• [Input data]
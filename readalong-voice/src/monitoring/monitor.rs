use std::sync::Arc;
use std::sync::atomic::{AtomicBool, Ordering};

use async_trait::async_trait;
use tracing::{debug, warn};

use crate::audio::chunk::AudioDirection;
use crate::credentials::EphemeralCredential;
use crate::monitoring::metrics::{MetricsCollector, MetricsRecord};
use crate::monitoring::store::MetricsStore;
use crate::transport::{TransportClient, TransportError, TransportKind, TransportListener, TransportResult};

/// Metrics for one session
///
/// Install [`listener`](Self::listener) in the transport's context, then
/// [`wrap`](Self::wrap) the built transport. Records are persisted by
/// [`finish`](Self::finish), which the wrapped transport calls on
/// `disconnect()`.
pub struct SessionMonitor {
    collector: Arc<MetricsCollector>,
    store: Arc<dyn MetricsStore>,
    finished: AtomicBool,
}

impl SessionMonitor {
    pub fn new(
        session_id: impl Into<String>,
        transport: TransportKind,
        store: Arc<dyn MetricsStore>,
    ) -> Self {
        Self {
            collector: Arc::new(MetricsCollector::new(session_id, transport)),
            store,
            finished: AtomicBool::new(false),
        }
    }

    pub fn collector(&self) -> &Arc<MetricsCollector> {
        &self.collector
    }

    /// Listener that counts events and forwards them to `inner`
    pub fn listener(&self, inner: Arc<dyn TransportListener>) -> Arc<dyn TransportListener> {
        Arc::new(CountingListener {
            collector: Arc::clone(&self.collector),
            inner,
        })
    }

    pub fn wrap(self: &Arc<Self>, transport: Box<dyn TransportClient>) -> MonitoredTransport {
        MonitoredTransport {
            inner: transport,
            monitor: Arc::clone(self),
        }
    }

    pub fn record_reconnect_attempt(&self) {
        self.collector.record_reconnect_attempt();
    }

    pub fn is_finished(&self) -> bool {
        self.finished.load(Ordering::SeqCst)
    }

    /// Persist metrics, then errors; only the first call does anything
    ///
    /// Store failures are logged and the record is still returned.
    pub async fn finish(&self) -> Option<MetricsRecord> {
        if self.finished.swap(true, Ordering::SeqCst) {
            return None;
        }

        let record = MetricsRecord::finalize(&self.collector);
        let errors = self.collector.errors();

        if let Err(e) = self.store.save_metrics(&record).await {
            warn!(session_id = %record.session_id, "Failed to persist session metrics: {}", e);
        }
        if let Err(e) = self.store.save_errors(&errors).await {
            warn!(session_id = %record.session_id, "Failed to persist session errors: {}", e);
        }

        debug!(
            session_id = %record.session_id,
            latency_samples = record.latency.count,
            errors = errors.len(),
            "Session monitoring finished"
        );
        Some(record)
    }
}

struct CountingListener {
    collector: Arc<MetricsCollector>,
    inner: Arc<dyn TransportListener>,
}

impl TransportListener for CountingListener {
    fn on_transcription(&self, text: &str, is_user: bool) {
        self.inner.on_transcription(text, is_user);
    }

    fn on_agent_transcript(&self, item_id: &str, text: &str, is_final: bool) {
        self.inner.on_agent_transcript(item_id, text, is_final);
    }

    fn on_audio_playback(&self, playing: bool) {
        self.inner.on_audio_playback(playing);
    }

    fn on_audio_level(&self, dbfs: f32) {
        self.inner.on_audio_level(dbfs);
    }

    fn on_connection_change(&self, connected: bool) {
        if connected {
            self.collector.mark_established();
        }
        self.inner.on_connection_change(connected);
    }

    fn on_error(&self, error: &TransportError) {
        self.collector.record_error(error);
        self.inner.on_error(error);
    }

    fn on_latency_update(&self, latency_ms: u64) {
        self.collector.record_latency(latency_ms);
        self.inner.on_latency_update(latency_ms);
    }

    fn on_response_complete(&self) {
        self.collector.record_response();
        self.inner.on_response_complete();
    }

    fn on_audio_chunk(&self, direction: AudioDirection) {
        self.collector.record_chunk(direction);
        self.inner.on_audio_chunk(direction);
    }

    fn on_buffer_underrun(&self) {
        self.collector.record_underrun();
        self.inner.on_buffer_underrun();
    }
}

/// A transport whose lifecycle is recorded by a [`SessionMonitor`]
pub struct MonitoredTransport {
    inner: Box<dyn TransportClient>,
    monitor: Arc<SessionMonitor>,
}

impl MonitoredTransport {
    pub fn monitor(&self) -> &Arc<SessionMonitor> {
        &self.monitor
    }
}

#[async_trait]
impl TransportClient for MonitoredTransport {
    fn kind(&self) -> TransportKind {
        self.inner.kind()
    }

    async fn connect(&mut self, credential: &EphemeralCredential) -> TransportResult<()> {
        self.monitor.collector.mark_connection_started();
        self.inner.connect(credential).await
    }

    async fn send_text(&mut self, text: &str) -> TransportResult<()> {
        self.inner.send_text(text).await
    }

    async fn disconnect(&mut self) {
        self.inner.disconnect().await;
        self.monitor.finish().await;
    }

    fn is_connected(&self) -> bool {
        self.inner.is_connected()
    }
}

• [Task prompt] Each entry above should be retyped exactly, with nothing missed.

• [Written response]
filename readalong-voice/src/monitoring/monitor.rs
use std::sync::Arc;
use std::sync::atomic::{AtomicBool, Ordering};

use async_trait::async_trait;
use tracing::{debug, warn};

use crate::audio::chunk::AudioDirection;
use crate::credentials::EphemeralCredential;
use crate::monitoring::metrics::{MetricsCollector, MetricsRecord};
use crate::monitoring::store::MetricsStore;
use crate::transport::{TransportClient, TransportError, TransportKind, TransportListener, TransportResult};

/// Metrics for one session
///
/// Install [`listener`](Self::listener) in the transport's context, then
/// [`wrap`](Self::wrap) the built transport. Records are persisted by
/// [`finish`](Self::finish), which the wrapped transport calls on
/// `disconnect()`.
pub struct SessionMonitor {
    collector: Arc<MetricsCollector>,
    store: Arc<dyn MetricsStore>,
    finished: AtomicBool,
}

impl SessionMonitor {
    pub fn new(
        session_id: impl Into<String>,
        transport: TransportKind,
        store: Arc<dyn MetricsStore>,
    ) -> Self {
        Self {
            collector: Arc::new(MetricsCollector::new(session_id, transport)),
            store,
            finished: AtomicBool::new(false),
        }
    }

    pub fn collector(&self) -> &Arc<MetricsCollector> {
        &self.collector
    }

    /// Listener that counts events and forwards them to `inner`
    pub fn listener(&self, inner: Arc<dyn TransportListener>) -> Arc<dyn TransportListener> {
        Arc::new(CountingListener {
            collector: Arc::clone(&self.collector),
            inner,
        })
    }

    pub fn wrap(self: &Arc<Self>, transport: Box<dyn TransportClient>) -> MonitoredTransport {
        MonitoredTransport {
            inner: transport,
            monitor: Arc::clone(self),
        }
    }

    pub fn record_reconnect_attempt(&self) {
        self.collector.record_reconnect_attempt();
    }

    pub fn is_finished(&self) -> bool {
        self.finished.load(Ordering::SeqCst)
    }

    /// Persist metrics, then errors; only the first call does anything
    ///
    /// Store failures are logged and the record is still returned.
    pub async fn finish(&self) -> Option<MetricsRecord> {
        if self.finished.swap(true, Ordering::SeqCst) {
            return None;
        }

        let record = MetricsRecord::finalize(&self.collector);
        let errors = self.collector.errors();

        if let Err(e) = self.store.save_metrics(&record).await {
            warn!(session_id = %record.session_id, "Failed to persist session metrics: {}", e);
        }
        if let Err(e) = self.store.save_errors(&errors).await {
            warn!(session_id = %record.session_id, "Failed to persist session errors: {}", e);
        }

        debug!(
            session_id = %record.session_id,
            latency_samples = record.latency.count,
            errors = errors.len(),
            "Session monitoring finished"
        );
        Some(record)
    }
}

struct CountingListener {
    collector: Arc<MetricsCollector>,
    inner: Arc<dyn TransportListener>,
}

impl TransportListener for CountingListener {
    fn on_transcription(&self, text: &str, is_user: bool) {
        self.inner.on_transcription(text, is_user);
    }

    fn on_agent_transcript(&self, item_id: &str, text: &str, is_final: bool) {
        self.inner.on_agent_transcript(item_id, text, is_final);
    }

    fn on_audio_playback(&self, playing: bool) {
        self.inner.on_audio_playback(playing);
    }

    fn on_audio_level(&self, dbfs: f32) {
        self.inner.on_audio_level(dbfs);
    }

    fn on_connection_change(&self, connected: bool) {
        if connected {
            self.collector.mark_established();
        }
        self.inner.on_connection_change(connected);
    }

    fn on_error(&self, error: &TransportError) {
        self.collector.record_error(error);
        self.inner.on_error(error);
    }

    fn on_latency_update(&self, latency_ms: u64) {
        self.collector.record_latency(latency_ms);
        self.inner.on_latency_update(latency_ms);
    }

    fn on_response_complete(&self) {
        self.collector.record_response();
        self.inner.on_response_complete();
    }

    fn on_audio_chunk(&self, direction: AudioDirection) {
        self.collector.record_chunk(direction);
        self.inner.on_audio_chunk(direction);
    }

    fn on_buffer_underrun(&self) {
        self.collector.record_underrun();
        self.inner.on_buffer_underrun();
    }
}

/// A transport whose lifecycle is recorded by a [`SessionMonitor`]
pub struct MonitoredTransport {
    inner: Box<dyn TransportClient>,
    monitor: Arc<SessionMonitor>,
}

impl MonitoredTransport {
    pub fn monitor(&self) -> &Arc<SessionMonitor> {
        &self.monitor
    }
}

#[async_trait]
impl TransportClient for MonitoredTransport {
    fn kind(&self) -> TransportKind {
        self.inner.kind()
    }

    async fn connect(&mut self, credential: &EphemeralCredential) -> TransportResult<()> {
        self.monitor.collector.mark_connection_started();
        self.inner.connect(credential).await
    }

    async fn send_text(&mut self, text: &str) -> TransportResult<()> {
        self.inner.send_text(text).await
    }

    async fn disconnect(&mut self) {
        self.inner.disconnect().await;
        self.monitor.finish().await;
    }

    fn is_connected(&self) -> bool {
        self.inner.is_connected()
    }
}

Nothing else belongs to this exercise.